Dalla carta allo schermo: “Seta” è tratto dall’omonimo romanzo di Alessandro Baricco, che racconta un lungo viaggio, quello di Hervé Joncour (interpretato da Michael Pitt, indimenticabile nella pellicola passionale e provocatoria “The Dreamers – I sognatori” di Bernardo Bertolucci e conosciuto anche per altre opere come “Last Days”, la pellicola di Gus Van Sant che ha saputo raccontare il caos che attanagliava l’animo di Kurt Cobain; o per la sua perfomance nel sadico remake di “Funny Games” diretto da Michael Haneke). Il viaggio di Hervé Joncour, figlio del sindaco di una piccola cittadina francese, parte a metà Ottocento. Dopo aver sposato Hélène (Keira Knightley) e aver abbandonato la carriera militare, si reca prima in Africa e poi in Giappone in cerca di bachi da seta resistenti alle malattie per far rifiorire le fabbriche del suo paese. Le scoperte in questi lunghi viaggi saranno inaspettate.

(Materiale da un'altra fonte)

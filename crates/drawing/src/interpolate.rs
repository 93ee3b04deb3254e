use crate::{Geometry, InterpolateError};
use nalgebra::{Point3, Vector3};

/// `count` parameters uniformly spaced on `[0, 1]`, both ends included.
///
/// A single sample sits at 0; zero samples yield nothing.
fn unit_steps(count: usize) -> impl Iterator<Item = f64> {
    let denom = count.saturating_sub(1).max(1) as f64;
    (0..count).map(move |i| i as f64 / denom)
}

fn sample_count(length: f64, density: f64) -> usize {
    // `as` saturates; callers have already rejected non-finite input
    (length * density).floor() as usize
}

/// Sample a straight segment at `density` points per unit length.
///
/// Yields `floor(length * density)` points from `start` to `end`, both
/// endpoints included once at least two points are produced. Segments too
/// short for a single point contribute nothing.
pub fn interpolate_line(start: &Point3<f64>, end: &Point3<f64>, density: f64) -> Vec<Point3<f64>> {
    let delta = end - start;
    let count = sample_count(delta.norm(), density);
    unit_steps(count).map(|t| start + delta * t).collect()
}

/// Sample every consecutive vertex pair of a polyline and concatenate.
///
/// A vertex shared by two segments is emitted by both.
pub fn interpolate_polyline(vertices: &[Point3<f64>], density: f64) -> Vec<Point3<f64>> {
    vertices
        .windows(2)
        .flat_map(|pair| interpolate_line(&pair[0], &pair[1], density))
        .collect()
}

/// Sample a counter-clockwise arc, angles in degrees.
///
/// The sweep runs from `start_angle` to `end_angle`, wrapping past 360 when
/// the end is smaller than the start. The point count is
/// `floor(arc_length * density)`, spaced evenly in angle.
pub fn interpolate_arc(
    center: &Point3<f64>,
    radius: f64,
    start_angle: f64,
    end_angle: f64,
    density: f64,
) -> Vec<Point3<f64>> {
    let mut sweep = end_angle - start_angle;
    if sweep < 0.0 {
        sweep += 360.0;
    }
    let start = start_angle.to_radians();
    let sweep = sweep.to_radians();
    let count = sample_count(sweep * radius.abs(), density);

    unit_steps(count)
        .map(|t| {
            let angle = start + sweep * t;
            center + Vector3::new(radius * angle.cos(), radius * angle.sin(), 0.0)
        })
        .collect()
}

fn all_finite<'a>(points: impl IntoIterator<Item = &'a Point3<f64>>) -> bool {
    points
        .into_iter()
        .all(|p| p.coords.iter().all(|v| v.is_finite()))
}

/// Turn a geometry into an ordered point sequence.
///
/// # Errors
///
/// - [`InterpolateError::InvalidDensity`] unless `density` is finite and
///   positive.
/// - [`InterpolateError::NonFiniteGeometry`] if a coordinate, radius or
///   angle is NaN or infinite.
/// - [`InterpolateError::UnsupportedGeometry`] for kinds without an
///   interpolation rule.
pub fn interpolate(geometry: &Geometry, density: f64) -> Result<Vec<Point3<f64>>, InterpolateError> {
    if !density.is_finite() || density <= 0.0 {
        return Err(InterpolateError::InvalidDensity(density));
    }

    let non_finite = || InterpolateError::NonFiniteGeometry {
        kind: geometry.type_name().to_string(),
    };

    match geometry {
        Geometry::Line { start, end } => {
            if !all_finite([start, end]) {
                return Err(non_finite());
            }
            Ok(interpolate_line(start, end, density))
        }
        Geometry::Polyline { vertices } | Geometry::VertexPolyline { vertices } => {
            if !all_finite(vertices) {
                return Err(non_finite());
            }
            Ok(interpolate_polyline(vertices, density))
        }
        Geometry::Arc {
            center,
            radius,
            start_angle,
            end_angle,
        } => {
            let params_finite =
                radius.is_finite() && start_angle.is_finite() && end_angle.is_finite();
            if !params_finite || !all_finite([center]) {
                return Err(non_finite());
            }
            Ok(interpolate_arc(center, *radius, *start_angle, *end_angle, density))
        }
        Geometry::Unsupported { kind } => {
            Err(InterpolateError::UnsupportedGeometry { kind: kind.clone() })
        }
    }
}

#[cfg(test)]
mod tests {
    use super::*;
    use proptest::prelude::*;

    fn p(x: f64, y: f64, z: f64) -> Point3<f64> {
        Point3::new(x, y, z)
    }

    #[test]
    fn three_unit_line_at_density_two() {
        let pts = interpolate_line(&p(0.0, 0.0, 0.0), &p(3.0, 0.0, 0.0), 2.0);
        assert_eq!(pts.len(), 6);
        assert_eq!(pts[0], p(0.0, 0.0, 0.0));
        assert_eq!(pts[5], p(3.0, 0.0, 0.0));
        for w in pts.windows(2) {
            assert!((w[1].x - w[0].x - 0.6).abs() < 1e-12);
        }
    }

    #[test]
    fn zero_length_line_is_empty() {
        let a = p(1.0, 2.0, 3.0);
        assert!(interpolate_line(&a, &a, 100.0).is_empty());
    }

    #[test]
    fn single_sample_sits_at_start() {
        // length 1.5 at density 1 -> one point
        let pts = interpolate_line(&p(1.0, 1.0, 0.0), &p(2.5, 1.0, 0.0), 1.0);
        assert_eq!(pts, vec![p(1.0, 1.0, 0.0)]);
    }

    #[test]
    fn line_keeps_height() {
        let pts = interpolate_line(&p(0.0, 0.0, 2.0), &p(0.0, 1.0, 4.0), 10.0);
        assert!((pts[0].z - 2.0).abs() < 1e-12);
        assert!((pts.last().unwrap().z - 4.0).abs() < 1e-12);
    }

    #[test]
    fn polyline_does_not_dedupe_shared_vertices() {
        let vertices = [p(0.0, 0.0, 0.0), p(1.0, 0.0, 0.0), p(1.0, 1.0, 0.0)];
        let pts = interpolate_polyline(&vertices, 3.0);
        assert_eq!(pts.len(), 6);
        assert_eq!(pts[2], p(1.0, 0.0, 0.0));
        assert_eq!(pts[3], p(1.0, 0.0, 0.0));
    }

    #[test]
    fn polyline_with_one_vertex_is_empty() {
        assert!(interpolate_polyline(&[p(0.0, 0.0, 0.0)], 10.0).is_empty());
        assert!(interpolate_polyline(&[], 10.0).is_empty());
    }

    #[test]
    fn quarter_arc_lies_on_circle() {
        let center = p(1.0, 1.0, 0.5);
        let pts = interpolate_arc(&center, 2.0, 0.0, 90.0, 10.0);
        // length = pi, floor(pi * 10) = 31
        assert_eq!(pts.len(), 31);
        for q in &pts {
            let r = ((q.x - 1.0).powi(2) + (q.y - 1.0).powi(2)).sqrt();
            assert!((r - 2.0).abs() < 1e-9);
            assert_eq!(q.z, 0.5);
        }
        assert!((pts[0].x - 3.0).abs() < 1e-9);
        assert!((pts[30].y - 3.0).abs() < 1e-9);
    }

    #[test]
    fn arc_wraps_through_zero() {
        let pts = interpolate_arc(&p(0.0, 0.0, 0.0), 1.0, 270.0, 90.0, 10.0);
        // 180 degree sweep through angle 0
        assert_eq!(pts.len(), 31);
        let mid = pts[15];
        assert!((mid.x - 1.0).abs() < 1e-9);
        assert!(mid.y.abs() < 1e-9);
    }

    #[test]
    fn unsupported_kind_is_signalled() {
        let geometry = Geometry::Unsupported {
            kind: "SPLINE".to_string(),
        };
        assert_eq!(
            interpolate(&geometry, 10.0),
            Err(InterpolateError::UnsupportedGeometry {
                kind: "SPLINE".to_string()
            })
        );
    }

    #[test]
    fn density_must_be_positive() {
        let geometry = Geometry::Line {
            start: p(0.0, 0.0, 0.0),
            end: p(1.0, 0.0, 0.0),
        };
        for density in [0.0, -1.0, f64::NAN, f64::INFINITY] {
            assert!(matches!(
                interpolate(&geometry, density),
                Err(InterpolateError::InvalidDensity(_))
            ));
        }
    }

    #[test]
    fn non_finite_geometry_is_rejected() {
        let geometry = Geometry::Polyline {
            vertices: vec![p(0.0, 0.0, 0.0), p(f64::INFINITY, 0.0, 0.0)],
        };
        assert_eq!(
            interpolate(&geometry, 1.0),
            Err(InterpolateError::NonFiniteGeometry {
                kind: "LWPOLYLINE".to_string()
            })
        );
    }

    proptest! {
        #[test]
        fn line_count_is_floor_of_length_times_density(
            a in (-100.0f64..100.0, -100.0f64..100.0, -10.0f64..10.0),
            b in (-100.0f64..100.0, -100.0f64..100.0, -10.0f64..10.0),
            density in 0.01f64..20.0,
        ) {
            let start = p(a.0, a.1, a.2);
            let end = p(b.0, b.1, b.2);
            let expected = ((end - start).norm() * density).floor() as usize;
            prop_assert_eq!(interpolate_line(&start, &end, density).len(), expected);
        }

        #[test]
        fn polyline_is_concatenation_of_segments(
            verts in prop::collection::vec((-50.0f64..50.0, -50.0f64..50.0, -5.0f64..5.0), 0..8),
            density in 0.1f64..5.0,
        ) {
            let vertices: Vec<Point3<f64>> = verts.iter().map(|v| p(v.0, v.1, v.2)).collect();
            let mut expected = Vec::new();
            for pair in vertices.windows(2) {
                expected.extend(interpolate_line(&pair[0], &pair[1], density));
            }
            prop_assert_eq!(interpolate_polyline(&vertices, density), expected);
        }
    }
}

Baricco ha al tempo stesso una grande capacità di sintesi e una sensibilità innata nel cogliere ogni minima sfumatura: la pellicola, inaspettatamente, si presenta come un “arricchimento” del racconto di Baricco, sia in termini di profondità narrativa che in termini di dettagli. Lo spettatore vive a pieno le lunghe inquadrature paesaggistiche, ascolta i silenzi, è spinto a riflettere. Le sensazioni, però, sono nettamente differenti: il lettore stimola la propria fantasia, costruisce davanti a sé i luoghi, attribuisce un volto ai personaggi, crea, tralascia alcuni aspetti per metterne in risalto altri; lo spettatore ha già tutto di fronte a sé (le immagini, i volti, la musica), e spesso questo comporta una diminuzione di creatività. Il cinema ha le sue regole e le sue convenzioni, ed è spesso difficile trasferire sullo schermo i significati di un romanzo: “Seta”, invece, la cui gestazione cinematografica è durata ben dieci anni, dà un valore maggiore alla lettura, consente di approfondire, rievoca sullo schermo le stesse emozioni della storia scritta da Baricco con una grande forza visiva, grazie a delle inquadrature molto vicine all’arte pittorica.
La seta è il mezzo che spinge il protagonista verso l’ignoto che inevitabilmente lo seduce, ma al tempo stesso in lui c’è una grande fedeltà verso le proprie radici e, in particolare, verso sua moglie. Baricco ha costruito nel suo racconto una passione che cresce e che lascia addosso una sensazione simile a quella del tessuto di cui tratta: delicata, quasi impercettibile. La storia va quindi percepita, come se fosse un’esperienza sensoriale. La pellicola invece, come abbiamo detto, aggiunge: si possono apprezzare i colori, gli ambienti, le colonne sonore. “Seta”, sia il romanzo che il film, è dunque un’opera complessa, raffinata e affascinante, in cui convivono il fascino per lo sconosciuto, inarrivabile e mai sfiorato (ed è, appunto, la seta che sfiora); e per il conosciuto, che ha la forza di resistere nel tempo.